PROBLEM:
Report every line of the data that includes "Manager".

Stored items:
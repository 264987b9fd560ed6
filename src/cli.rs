use anyhow::Result;
use camino::Utf8PathBuf;
use clap::{Args, Parser, Subcommand, ValueEnum};
use clap_complete::Shell;

#[derive(Parser, Debug)]
#[command(
    name = env!("CARGO_PKG_NAME"),
    version = env!("CARGO_PKG_VERSION"),
    about = env!("CARGO_PKG_DESCRIPTION"),
)]
pub struct Cli {
    #[command(subcommand)]
    pub command: Commands,
}

#[derive(Subcommand, Debug)]
pub enum Commands {
    /// Create, configure and start a new directory server instance
    Create(CreateArgs),

    /// Start the directory service
    Start(CommonArgs),

    /// Stop the directory service
    Stop(CommonArgs),

    /// Restart the directory service
    Restart(CommonArgs),

    /// Change the password of the admin system account
    ChangeAdminPassword(ChangeAdminPasswordArgs),

    /// Validate the settings file and print the effective settings
    Validate(CommonArgs),

    /// Generate shell completion scripts
    Completions(CompletionsArgs),
}

/// Options shared by every subcommand that touches the host.
#[derive(Args, Debug)]
pub struct CommonArgs {
    /// Path to a YAML settings file overriding the default host layout
    #[arg(short, long)]
    pub config: Option<Utf8PathBuf>,

    /// Set the log level
    #[arg(short, long, default_value = "info")]
    pub log_level: LogLevel,
}

#[derive(Args, Debug)]
pub struct CreateArgs {
    #[command(flatten)]
    pub common: CommonArgs,

    /// OS account the directory service runs as (created if missing)
    #[arg(short, long, default_value = "dirsrv")]
    pub user: String,

    /// Kerberos realm name, e.g. EXAMPLE.COM
    #[arg(short, long)]
    pub realm: String,

    /// Fully-qualified host name of this server
    #[arg(long)]
    pub hostname: String,

    /// File holding the Directory Manager password
    #[arg(long)]
    pub dm_password_file: Utf8PathBuf,

    /// Do not run, just show what would be done
    #[arg(long)]
    pub dry_run: bool,
}

#[derive(Args, Debug)]
pub struct ChangeAdminPasswordArgs {
    #[command(flatten)]
    pub common: CommonArgs,

    /// Server id of the existing instance (the `slapd-<id>` suffix)
    #[arg(short, long)]
    pub server_id: String,

    /// Kerberos realm name of the instance
    #[arg(short, long)]
    pub realm: String,

    /// Fully-qualified host name of this server
    #[arg(long)]
    pub hostname: String,

    /// OS account the directory service runs as
    #[arg(short, long, default_value = "dirsrv")]
    pub user: String,

    /// File holding the current Directory Manager password
    #[arg(long)]
    pub dm_password_file: Utf8PathBuf,

    /// File holding the new admin password
    #[arg(long)]
    pub new_password_file: Utf8PathBuf,
}

#[derive(Args, Debug)]
pub struct CompletionsArgs {
    /// Shell to generate completions for
    #[arg(value_enum)]
    pub shell: Shell,
}

/// Represents log levels for controlling the verbosity of logging output.
///
/// Maps directly to the `tracing` levels; `--log-level debug` shows every
/// step detail, `--log-level trace` also shows command resolution.
#[derive(Copy, Clone, Debug, PartialEq, Eq, ValueEnum)]
pub enum LogLevel {
    Trace,
    Debug,
    Info,
    Warn,
    Error,
}

impl Commands {
    /// Log level requested on the command line, if the subcommand has one.
    pub fn log_level(&self) -> Option<LogLevel> {
        match self {
            Commands::Create(opts) => Some(opts.common.log_level),
            Commands::ChangeAdminPassword(opts) => Some(opts.common.log_level),
            Commands::Start(opts)
            | Commands::Stop(opts)
            | Commands::Restart(opts)
            | Commands::Validate(opts) => Some(opts.log_level),
            Commands::Completions(_) => None,
        }
    }
}

pub fn parse_args() -> Result<Cli> {
    Ok(Cli::parse())
}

ANSWER BOX:
    /// File holding the Directory Manager password
    /// File holding the current Directory Manager password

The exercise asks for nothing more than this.